- **What you need to do**
The records below should be printed once more, exactly as they appear.

Collection entries:
//! The repository-side collaborator this transport carries RPC and file
//! traffic for. The real chunk-store implementation is out of scope here
//! (spec §1); this module only defines the narrow interface the RPC and
//! HTTP layers need to call into it.

use async_trait::async_trait;

/// The upload parameters the file handler validates before ever touching
/// the backend (spec §4.6): `num_chunks`, `content_length`, the decoded
/// `content_hash`, and `split_offset`. Passed through to
/// [`ChunkStoreBackend::write_file`] unchanged, per spec.md's testable
/// property 3 ("parses ... and passes them unchanged to the chunk store").
#[derive(Debug, Clone, PartialEq, Eq)]
pub struct ChunkFileMetadata {
    pub num_chunks: u64,
    pub content_length: u64,
    pub content_hash: Vec<u8>,
    pub split_offset: u64,
}

/// What the RPC plane's placeholder `Call` and the HTTP plane's file
/// handler both ultimately delegate to.
///
/// A production caller supplies their own implementation backed by the
/// actual repository storage; this crate ships no implementation of its
/// own beyond what tests need.
#[async_trait]
pub trait ChunkStoreBackend: Send + Sync + 'static {
    /// Handle one opaque RPC call, returning an opaque response payload.
    async fn call(&self, payload: Vec<u8>) -> Result<Vec<u8>, String>;

    /// Read the bytes of `path`, relative to the repository root, optionally
    /// restricted to `range` (inclusive byte offsets), for the GET side of
    /// the file handler (spec §4.6).
    async fn read_file(
        &self,
        path: &str,
        range: Option<(u64, u64)>,
    ) -> Result<Vec<u8>, std::io::Error>;

    /// Persist an uploaded chunk file, already validated by the caller
    /// against `num_chunks`/`content_length`/`content_hash`/`split_offset`,
    /// for the POST/PUT side of the file handler. `metadata` must reach the
    /// table-file write routine unchanged (spec §4.6).
    async fn write_file(
        &self,
        path: &str,
        data: Vec<u8>,
        metadata: ChunkFileMetadata,
    ) -> Result<(), std::io::Error>;
}

/// A plain filesystem-backed [`ChunkStoreBackend`], rooted at a repository's
/// `--data-dir`. Stands in for whatever real chunk-store implementation a
/// production `dolt` binary wires up — good enough for `transfer-cli` to
/// actually serve table files and echo RPC payloads off disk, without
/// reimplementing the repository format this transport deliberately leaves
/// out of scope.
pub struct FsBackend {
    root: std::path::PathBuf,
}

impl FsBackend {
    pub fn new(root: impl Into<std::path::PathBuf>) -> Self {
        Self { root: root.into() }
    }

    fn resolve(&self, path: &str) -> std::path::PathBuf {
        self.root.join(path.trim_start_matches('/'))
    }
}

#[async_trait]
impl ChunkStoreBackend for FsBackend {
    async fn call(&self, payload: Vec<u8>) -> Result<Vec<u8>, String> {
        Ok(payload)
    }

    async fn read_file(
        &self,
        path: &str,
        range: Option<(u64, u64)>,
    ) -> Result<Vec<u8>, std::io::Error> {
        let data = tokio::fs::read(self.resolve(path)).await?;
        match range {
            Some((start, end)) => {
                let start = (start as usize).min(data.len());
                let end = ((end as usize) + 1).min(data.len());
                Ok(data[start..end.max(start)].to_vec())
            }
            None => Ok(data),
        }
    }

    async fn write_file(
        &self,
        path: &str,
        data: Vec<u8>,
        metadata: ChunkFileMetadata,
    ) -> Result<(), std::io::Error> {
        if data.len() as u64 != metadata.content_length {
            return Err(std::io::Error::new(
                std::io::ErrorKind::InvalidData,
                format!(
                    "content_length mismatch: declared {} got {} bytes",
                    metadata.content_length,
                    data.len()
                ),
            ));
        }

        let dest = self.resolve(path);
        if let Some(parent) = dest.parent() {
            tokio::fs::create_dir_all(parent).await?;
        }
        tokio::fs::write(&dest, data).await?;

        // A minimal sidecar so the validated fields genuinely reach
        // storage rather than being dropped once validation passes.
        let hash_hex = metadata
            .content_hash
            .iter()
            .map(|b| format!("{b:02x}"))
            .collect::<String>();
        let sidecar = format!(
            "num_chunks={}\ncontent_hash={}\nsplit_offset={}\n",
            metadata.num_chunks, hash_hex, metadata.split_offset
        );
        tokio::fs::write(dest.with_extension("meta"), sidecar).await
    }
}

/// An in-memory [`ChunkStoreBackend`] used by this crate's own tests; not
/// exposed as part of the public API.
#[cfg(test)]
pub(crate) mod test_backend {
    use super::{ChunkFileMetadata, ChunkStoreBackend};
    use async_trait::async_trait;
    use std::collections::HashMap;
    use tokio::sync::Mutex;

    #[derive(Default)]
    pub struct InMemoryBackend {
        files: Mutex<HashMap<String, Vec<u8>>>,
        /// The metadata each `write_file` call was given, keyed by path —
        /// lets tests assert it reached the backend unchanged.
        pub metadata: Mutex<HashMap<String, ChunkFileMetadata>>,
    }

    #[async_trait]
    impl ChunkStoreBackend for InMemoryBackend {
        async fn call(&self, payload: Vec<u8>) -> Result<Vec<u8>, String> {
            Ok(payload)
        }

        async fn read_file(
            &self,
            path: &str,
            range: Option<(u64, u64)>,
        ) -> Result<Vec<u8>, std::io::Error> {
            let files = self.files.lock().await;
            let data = files
                .get(path)
                .ok_or_else(|| std::io::Error::from(std::io::ErrorKind::NotFound))?;
            match range {
                Some((start, end)) => {
                    let start = start as usize;
                    let end = ((end as usize) + 1).min(data.len());
                    Ok(data[start.min(data.len())..end].to_vec())
                }
                None => Ok(data.clone()),
            }
        }

        async fn write_file(
            &self,
            path: &str,
            data: Vec<u8>,
            metadata: ChunkFileMetadata,
        ) -> Result<(), std::io::Error> {
            self.files.lock().await.insert(path.to_string(), data);
            self.metadata
                .lock()
                .await
                .insert(path.to_string(), metadata);
            Ok(())
        }
    }
}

- **Task output**
//! The repository-side collaborator this transport carries RPC and file
//! traffic for. The real chunk-store implementation is out of scope here
//! (spec §1); this module only defines the narrow interface the RPC and
//! HTTP layers need to call into it.

use async_trait::async_trait;

/// The upload parameters the file handler validates before ever touching
/// the backend (spec §4.6): `num_chunks`, `content_length`, the decoded
/// `content_hash`, and `split_offset`. Passed through to
/// [`ChunkStoreBackend::write_file`] unchanged, per spec.md's testable
/// property 3 ("parses ... and passes them unchanged to the chunk store").
#[derive(Debug, Clone, PartialEq, Eq)]
pub struct ChunkFileMetadata {
    pub num_chunks: u64,
    pub content_length: u64,
    pub content_hash: Vec<u8>,
    pub split_offset: u64,
}

/// What the RPC plane's placeholder `Call` and the HTTP plane's file
/// handler both ultimately delegate to.
///
/// A production caller supplies their own implementation backed by the
/// actual repository storage; this crate ships no implementation of its
/// own beyond what tests need.
#[async_trait]
pub trait ChunkStoreBackend: Send + Sync + 'static {
    /// Handle one opaque RPC call, returning an opaque response payload.
    async fn call(&self, payload: Vec<u8>) -> Result<Vec<u8>, String>;

    /// Read the bytes of `path`, relative to the repository root, optionally
    /// restricted to `range` (inclusive byte offsets), for the GET side of
    /// the file handler (spec §4.6).
    async fn read_file(
        &self,
        path: &str,
        range: Option<(u64, u64)>,
    ) -> Result<Vec<u8>, std::io::Error>;

    /// Persist an uploaded chunk file, already validated by the caller
    /// against `num_chunks`/`content_length`/`content_hash`/`split_offset`,
    /// for the POST/PUT side of the file handler. `metadata` must reach the
    /// table-file write routine unchanged (spec §4.6).
    async fn write_file(
        &self,
        path: &str,
        data: Vec<u8>,
        metadata: ChunkFileMetadata,
    ) -> Result<(), std::io::Error>;
}

/// A plain filesystem-backed [`ChunkStoreBackend`], rooted at a repository's
/// `--data-dir`. Stands in for whatever real chunk-store implementation a
/// production `dolt` binary wires up — good enough for `transfer-cli` to
/// actually serve table files and echo RPC payloads off disk, without
/// reimplementing the repository format this transport deliberately leaves
/// out of scope.
pub struct FsBackend {
    root: std::path::PathBuf,
}

impl FsBackend {
    pub fn new(root: impl Into<std::path::PathBuf>) -> Self {
        Self { root: root.into() }
    }

    fn resolve(&self, path: &str) -> std::path::PathBuf {
        self.root.join(path.trim_start_matches('/'))
    }
}

#[async_trait]
impl ChunkStoreBackend for FsBackend {
    async fn call(&self, payload: Vec<u8>) -> Result<Vec<u8>, String> {
        Ok(payload)
    }

    async fn read_file(
        &self,
        path: &str,
        range: Option<(u64, u64)>,
    ) -> Result<Vec<u8>, std::io::Error> {
        let data = tokio::fs::read(self.resolve(path)).await?;
        match range {
            Some((start, end)) => {
                let start = (start as usize).min(data.len());
                let end = ((end as usize) + 1).min(data.len());
                Ok(data[start..end.max(start)].to_vec())
            }
            None => Ok(data),
        }
    }

    async fn write_file(
        &self,
        path: &str,
        data: Vec<u8>,
        metadata: ChunkFileMetadata,
    ) -> Result<(), std::io::Error> {
        if data.len() as u64 != metadata.content_length {
            return Err(std::io::Error::new(
                std::io::ErrorKind::InvalidData,
                format!(
                    "content_length mismatch: declared {} got {} bytes",
                    metadata.content_length,
                    data.len()
                ),
            ));
        }

        let dest = self.resolve(path);
        if let Some(parent) = dest.parent() {
            tokio::fs::create_dir_all(parent).await?;
        }
        tokio::fs::write(&dest, data).await?;

        // A minimal sidecar so the validated fields genuinely reach
        // storage rather than being dropped once validation passes.
        let hash_hex = metadata
            .content_hash
            .iter()
            .map(|b| format!("{b:02x}"))
            .collect::<String>();
        let sidecar = format!(
            "num_chunks={}\ncontent_hash={}\nsplit_offset={}\n",
            metadata.num_chunks, hash_hex, metadata.split_offset
        );
        tokio::fs::write(dest.with_extension("meta"), sidecar).await
    }
}

/// An in-memory [`ChunkStoreBackend`] used by this crate's own tests; not
/// exposed as part of the public API.
#[cfg(test)]
pub(crate) mod test_backend {
    use super::{ChunkFileMetadata, ChunkStoreBackend};
    use async_trait::async_trait;
    use std::collections::HashMap;
    use tokio::sync::Mutex;

    #[derive(Default)]
    pub struct InMemoryBackend {
        files: Mutex<HashMap<String, Vec<u8>>>,
        /// The metadata each `write_file` call was given, keyed by path —
        /// lets tests assert it reached the backend unchanged.
        pub metadata: Mutex<HashMap<String, ChunkFileMetadata>>,
    }

    #[async_trait]
    impl ChunkStoreBackend for InMemoryBackend {
        async fn call(&self, payload: Vec<u8>) -> Result<Vec<u8>, String> {
            Ok(payload)
        }

        async fn read_file(
            &self,
            path: &str,
            range: Option<(u64, u64)>,
        ) -> Result<Vec<u8>, std::io::Error> {
            let files = self.files.lock().await;
            let data = files
                .get(path)
                .ok_or_else(|| std::io::Error::from(std::io::ErrorKind::NotFound))?;
            match range {
                Some((start, end)) => {
                    let start = start as usize;
                    let end = ((end as usize) + 1).min(data.len());
                    Ok(data[start.min(data.len())..end].to_vec())
                }
                None => Ok(data.clone()),
            }
        }

        async fn write_file(
            &self,
            path: &str,
            data: Vec<u8>,
            metadata: ChunkFileMetadata,
        ) -> Result<(), std::io::Error> {
            self.files.lock().await.insert(path.to_string(), data);
            self.metadata
                .lock()
                .await
                .insert(path.to_string(), metadata);
            Ok(())
        }
    }
}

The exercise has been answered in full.